Outbackers - you've been really helpful of late and specifically in the tv department. I'm wondering if I can ask for your help again, with a review of these 2 pics with different setups.

The OB is an 03 28BHS with Hensley. The TV is a Nissan Armada and between Nissan and Hensley, they couldn't have made it more difficult to get the right setup. First, Nissan adds auto leveling suspension. Second, Hensley doesn't offer and adjustable stinger bar -they come in straight, 2", 4", 6" drops (and I don't know what on the positive side). Measuring the Armada while unloaded and the OB put me at about a 1" drop for a hitch bar. Add the auto leveling and it changes things. Here's a pic of the OB with the straigh bar:










Looks nose high on the OB, right?

Here is a shot with a 6" drop:










Looks like the opposite issue - nose down.

So I need to find something in between and debating on the 4" drop or 2"drop. I purchased the Hensley second hand warranty which allows free trades, though I have to pay shipping each time.
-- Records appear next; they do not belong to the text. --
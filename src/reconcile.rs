//! 最新巻チェックの一括実行
//!
//! 作品を入力順に1件ずつ処理する。1作品の失敗は記録して次へ進み、
//! 全体を中断しない。再試行はしない。

use crate::catalog::CatalogSearch;
use crate::resolver::resolve_selection;
use chrono::NaiveDate;
use manga_check_common::{ReconciliationEntry, TrackedSeries, UnparsedDate};

/// 1作品の処理失敗
#[derive(Debug, Clone, PartialEq, Eq)]
pub struct SeriesFailure {
    pub source_index: usize,
    pub title: String,
    pub message: String,
}

impl std::fmt::Display for SeriesFailure {
    fn fmt(&self, f: &mut std::fmt::Formatter<'_>) -> std::fmt::Result {
        write!(f, "「{}」の検索でエラー: {}", self.title, self.message)
    }
}

/// 発売日を解釈できずスキップした検索結果
#[derive(Debug, Clone, PartialEq, Eq)]
pub struct SkippedItem {
    pub series_title: String,
    pub item: UnparsedDate,
}

/// 一括実行の結果
#[derive(Debug, Clone, Default)]
pub struct ReconciliationReport {
    /// 次巻が見つかった作品（入力順）
    pub entries: Vec<ReconciliationEntry>,
    pub failures: Vec<SeriesFailure>,
    pub skipped_items: Vec<SkippedItem>,
}

impl ReconciliationReport {
    pub fn has_failures(&self) -> bool {
        !self.failures.is_empty()
    }
}

/// 全作品の次巻を順に探す
///
/// `on_progress` は各作品の検索前に `(処理中の番号(1始まり), 総数, 作品)` で呼ばれる。
pub async fn run_reconciliation<C, F>(
    series_list: &[TrackedSeries],
    today: NaiveDate,
    client: &C,
    mut on_progress: F,
) -> ReconciliationReport
where
    C: CatalogSearch,
    F: FnMut(usize, usize, &TrackedSeries),
{
    let mut report = ReconciliationReport::default();
    let total = series_list.len();

    for (i, series) in series_list.iter().enumerate() {
        on_progress(i + 1, total, series);

        match resolve_selection(client, series, today).await {
            Ok(selection) => {
                report.skipped_items.extend(selection.unparsed_dates.into_iter().map(|item| {
                    SkippedItem {
                        series_title: series.title.clone(),
                        item,
                    }
                }));

                match selection.candidate {
                    Some(candidate) => {
                        tracing::info!(
                            title = %series.title,
                            volume = %candidate.volume,
                            isbn = %candidate.isbn,
                            "次巻を検出"
                        );
                        report.entries.push(ReconciliationEntry {
                            source_index: series.source_index,
                            original_title: series.title.clone(),
                            candidate,
                        });
                    }
                    None => tracing::debug!(title = %series.title, "該当なし"),
                }
            }
            Err(e) => {
                tracing::warn!(title = %series.title, error = %e, "検索に失敗");
                report.failures.push(SeriesFailure {
                    source_index: series.source_index,
                    title: series.title.clone(),
                    message: e.to_string(),
                });
            }
        }
    }

    report
}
I realize I need to play a little with the WDH on the Hensley but I wasn't impressed with the 2 practice tows in that with the straight bar, I found the TV really soft and bouncy. Better with the 6" drop, but found there was too much weight on the hitch and a bouncy TV for the opposite reason. I know a change to LT tires would help, but I'd first like to get this setup level...hard to do when your truck wants to change its posture automatically. The test tow was on back roads at about 30 - 50 and on the Interstate at 55-60. Noticeable on the interstate, not so much on the sideroads. Thanks so much, gang!

Thanks for your input!

eta to indicate my typo - the second shot shows a 6" drop. If I can't get it level, is it better to be slightly lower and dial in with WDH or higher?


----------



## Sean Woodruff (Dec 20, 2007)

You need the 2" drop and then you can dial in the weight distribution jacks to make the ride better in the tow vehicle.

The drop (or rise as the case may be) does more for the attitude of the trailer than attempting to change it with the jacks so you have to get it as close to level as possible with the offset.


----------



## Ghosty (Jan 17, 2005)

agree that the first one looks way to high in the air... and the second looks a little much nose down ...

But its better to be slightly nose down then nose up... have top agree that a 2" would probably work


----------



## MJRey (Jan 21, 2005)

Looks like you're on the way to gettting it setup properly. I don't know if you really need to switch to LT tires. I never had them with our Expedition and once I got the equalizer dialed in it was fine and I never felt like stiffer tires were necessary. The only thing I did was bump up the tire pressure from the normal 35 psi to about 42 psi and that helped. Just don't go over the max presssure listed on the sidewall of the tire or rim. I also had the auto leveling air suspension on our old Expedition and it definitely made getting the weight distribution adjusted a bit of a hassle. The Expedition owners manual had instructions on how to do the setup but it was still much more of a hassle than a normal suspension. Once it was adjusted it was great as the truck alway rode level regardless of the stuff loaded in the back. It may take a few tries but you'll eventually get it all sorted out and you'll be able to enjoy the new trailer.


----------



## huntr70 (Jul 8, 2005)

I actually like the looks of the second picture.

If you follow the stripe in the middle of the OB, and compare with the reflective stripe on the Big Rig behind it, they are not far off...maybe an inch or 2 low from front to back. I would rather see it a little nose low like it is.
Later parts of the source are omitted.